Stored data
-*-

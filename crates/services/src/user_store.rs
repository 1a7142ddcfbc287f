use std::sync::{Arc, Mutex};

use backend::UserApi;
use taskboard_core::model::{Role, User, UserForm, UserId, filter_by_role};
use taskboard_core::summary::new_this_week;
use tracing::info;

use crate::Clock;
use crate::error::ServiceError;
use crate::lock;
use crate::notify::Notifier;

#[derive(Default)]
struct UserState {
    users: Vec<User>,
    loading: bool,
    role_filter: Role,
    viewing: Option<UserId>,
}

/// Team roster with a role toggle; every write is followed by a re-fetch.
#[derive(Clone)]
pub struct UserStore {
    clock: Clock,
    users: Arc<dyn UserApi>,
    notifier: Notifier,
    state: Arc<Mutex<UserState>>,
}

impl UserStore {
    #[must_use]
    pub fn new(clock: Clock, users: Arc<dyn UserApi>, notifier: Notifier) -> Self {
        Self {
            clock,
            users,
            notifier,
            state: Arc::new(Mutex::new(UserState::default())),
        }
    }

    /// # Errors
    ///
    /// Returns `ServiceError::Backend` after reporting it; the roster is kept.
    pub async fn refresh(&self) -> Result<(), ServiceError> {
        lock(&self.state).loading = true;
        let result = self.users.list_users().await.map_err(ServiceError::from);
        let mut state = lock(&self.state);
        state.loading = false;
        match result {
            Ok(users) => {
                info!(count = users.len(), "roster loaded");
                state.users = users;
                Ok(())
            }
            Err(err) => {
                drop(state);
                self.notifier.report("Error fetching users", &err);
                Err(err)
            }
        }
    }

    #[must_use]
    pub fn users(&self) -> Vec<User> {
        lock(&self.state).users.clone()
    }

    #[must_use]
    pub fn is_loading(&self) -> bool {
        lock(&self.state).loading
    }

    #[must_use]
    pub fn role_filter(&self) -> Role {
        lock(&self.state).role_filter
    }

    pub fn set_role_filter(&self, role: Role) {
        lock(&self.state).role_filter = role;
    }

    /// Switch between `SE` and `SCE`; returns the new filter.
    pub fn toggle_role_filter(&self) -> Role {
        let mut state = lock(&self.state);
        state.role_filter = state.role_filter.toggled();
        state.role_filter
    }

    /// Member whose tasks are open in the detail panel.
    #[must_use]
    pub fn viewing(&self) -> Option<UserId> {
        lock(&self.state).viewing.clone()
    }

    pub fn show_tasks(&self, user: Option<UserId>) {
        lock(&self.state).viewing = user;
    }

    /// Users matching the current role filter.
    #[must_use]
    pub fn filtered(&self) -> Vec<User> {
        let state = lock(&self.state);
        filter_by_role(&state.users, state.role_filter)
    }

    #[must_use]
    pub fn new_this_week(&self) -> usize {
        new_this_week(&lock(&self.state).users, self.clock.now())
    }

    /// # Errors
    ///
    /// Returns `ServiceError::Validation` for an incomplete form, or
    /// `ServiceError::Backend`; both are reported.
    pub async fn add_user(&self, form: &UserForm) -> Result<(), ServiceError> {
        let result = self.create(form).await;
        self.notifier.capture("Error adding user", result)?;
        self.notifier.success(
            "User added",
            format!("{} has been added successfully", form.display_name()),
        );
        self.refresh().await
    }

    async fn create(&self, form: &UserForm) -> Result<(), ServiceError> {
        form.validate_new()?;
        self.users.create_user(form).await?;
        Ok(())
    }

    /// # Errors
    ///
    /// Returns `ServiceError::Validation` for a blank email, or
    /// `ServiceError::Backend`; both are reported.
    pub async fn update_user(&self, id: &UserId, form: &UserForm) -> Result<(), ServiceError> {
        let result = self.update(id, form).await;
        self.notifier.capture("Error updating user", result)?;
        self.notifier.success(
            "User updated",
            format!("{} has been updated successfully", form.display_name()),
        );
        self.refresh().await
    }

    async fn update(&self, id: &UserId, form: &UserForm) -> Result<(), ServiceError> {
        form.validate_update()?;
        self.users.update_user(id, form).await?;
        Ok(())
    }

    /// # Errors
    ///
    /// Returns `ServiceError::Backend` after reporting it.
    pub async fn delete_user(&self, id: &UserId) -> Result<(), ServiceError> {
        let result = self.users.delete_user(id).await.map_err(ServiceError::from);
        self.notifier.capture("Error deleting user", result)?;
        self.notifier
            .success("User deleted", "User has been removed successfully");
        {
            let mut state = lock(&self.state);
            if state.viewing.as_ref() == Some(id) {
                state.viewing = None;
            }
        }
        self.refresh().await
    }
}

#[cfg(test)]
mod tests {
    use super::*;
    use backend::InMemoryBackend;
    use taskboard_core::time::{fixed_clock, fixed_now};

    fn user(id: &str, role: Role) -> User {
        User {
            id: UserId::new(id),
            email: format!("{id}@corp.io"),
            full_name: None,
            role,
            created_at: Some(fixed_now()),
        }
    }

    fn store() -> (UserStore, InMemoryBackend, Notifier) {
        let repo = InMemoryBackend::with_clock(fixed_clock());
        repo.seed_user(user("a", Role::Se), "secret1").unwrap();
        repo.seed_user(user("b", Role::Sce), "secret1").unwrap();
        repo.seed_user(user("c", Role::Se), "secret1").unwrap();
        let notifier = Notifier::new();
        let store = UserStore::new(fixed_clock(), Arc::new(repo.clone()), notifier.clone());
        (store, repo, notifier)
    }

    #[tokio::test]
    async fn toggle_twice_restores_filter() {
        let (store, _, _) = store();
        store.refresh().await.unwrap();

        let se: Vec<UserId> = store.filtered().into_iter().map(|u| u.id).collect();
        assert_eq!(se, [UserId::new("a"), UserId::new("c")]);

        assert_eq!(store.toggle_role_filter(), Role::Sce);
        assert!(store.filtered().iter().all(|u| u.role == Role::Sce));
        store.toggle_role_filter();
        let again: Vec<UserId> = store.filtered().into_iter().map(|u| u.id).collect();
        assert_eq!(again, se);
        assert_eq!(store.new_this_week(), 3);
    }

    #[tokio::test]
    async fn short_password_is_reported_not_sent() {
        let (store, repo, notifier) = store();
        let form = UserForm {
            email: "new@corp.io".into(),
            full_name: "New".into(),
            password: "123".into(),
            role: Role::Se,
        };
        let err = store.add_user(&form).await.unwrap_err();
        assert!(matches!(err, ServiceError::Validation(_)));
        assert_eq!(notifier.drain().len(), 1);
        assert_eq!(backend::UserApi::list_users(&repo).await.unwrap().len(), 3);
    }

    #[tokio::test]
    async fn writes_refetch_the_roster() {
        let (store, _, _) = store();
        let form = UserForm {
            email: "d@corp.io".into(),
            full_name: "Dina".into(),
            password: "secret1".into(),
            role: Role::Sce,
        };
        store.add_user(&form).await.unwrap();
        assert_eq!(store.users().len(), 4);

        store.delete_user(&UserId::new("a")).await.unwrap();
        assert_eq!(store.users().len(), 3);
    }

    #[tokio::test]
    async fn deleting_the_viewed_member_closes_their_tasks() {
        let (store, _, _) = store();
        store.refresh().await.unwrap();
        store.show_tasks(Some(UserId::new("b")));
        assert_eq!(store.viewing(), Some(UserId::new("b")));

        store.delete_user(&UserId::new("a")).await.unwrap();
        assert_eq!(store.viewing(), Some(UserId::new("b")));
        store.delete_user(&UserId::new("b")).await.unwrap();
        assert_eq!(store.viewing(), None);
    }
}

-*-

### WHAT IS NEEDED
Extract exactly the leading lines of the data, stopping at and including the line with "use crate::error::ServiceError;".

### YOUR SOLUTION
filename crates/services/src/user_store.rs
repository 1a7142ddcfbc287f
use std::sync::{Arc, Mutex};

use backend::UserApi;
use taskboard_core::model::{Role, User, UserForm, UserId, filter_by_role};
use taskboard_core::summary::new_this_week;
use tracing::info;

use crate::Clock;
use crate::error::ServiceError;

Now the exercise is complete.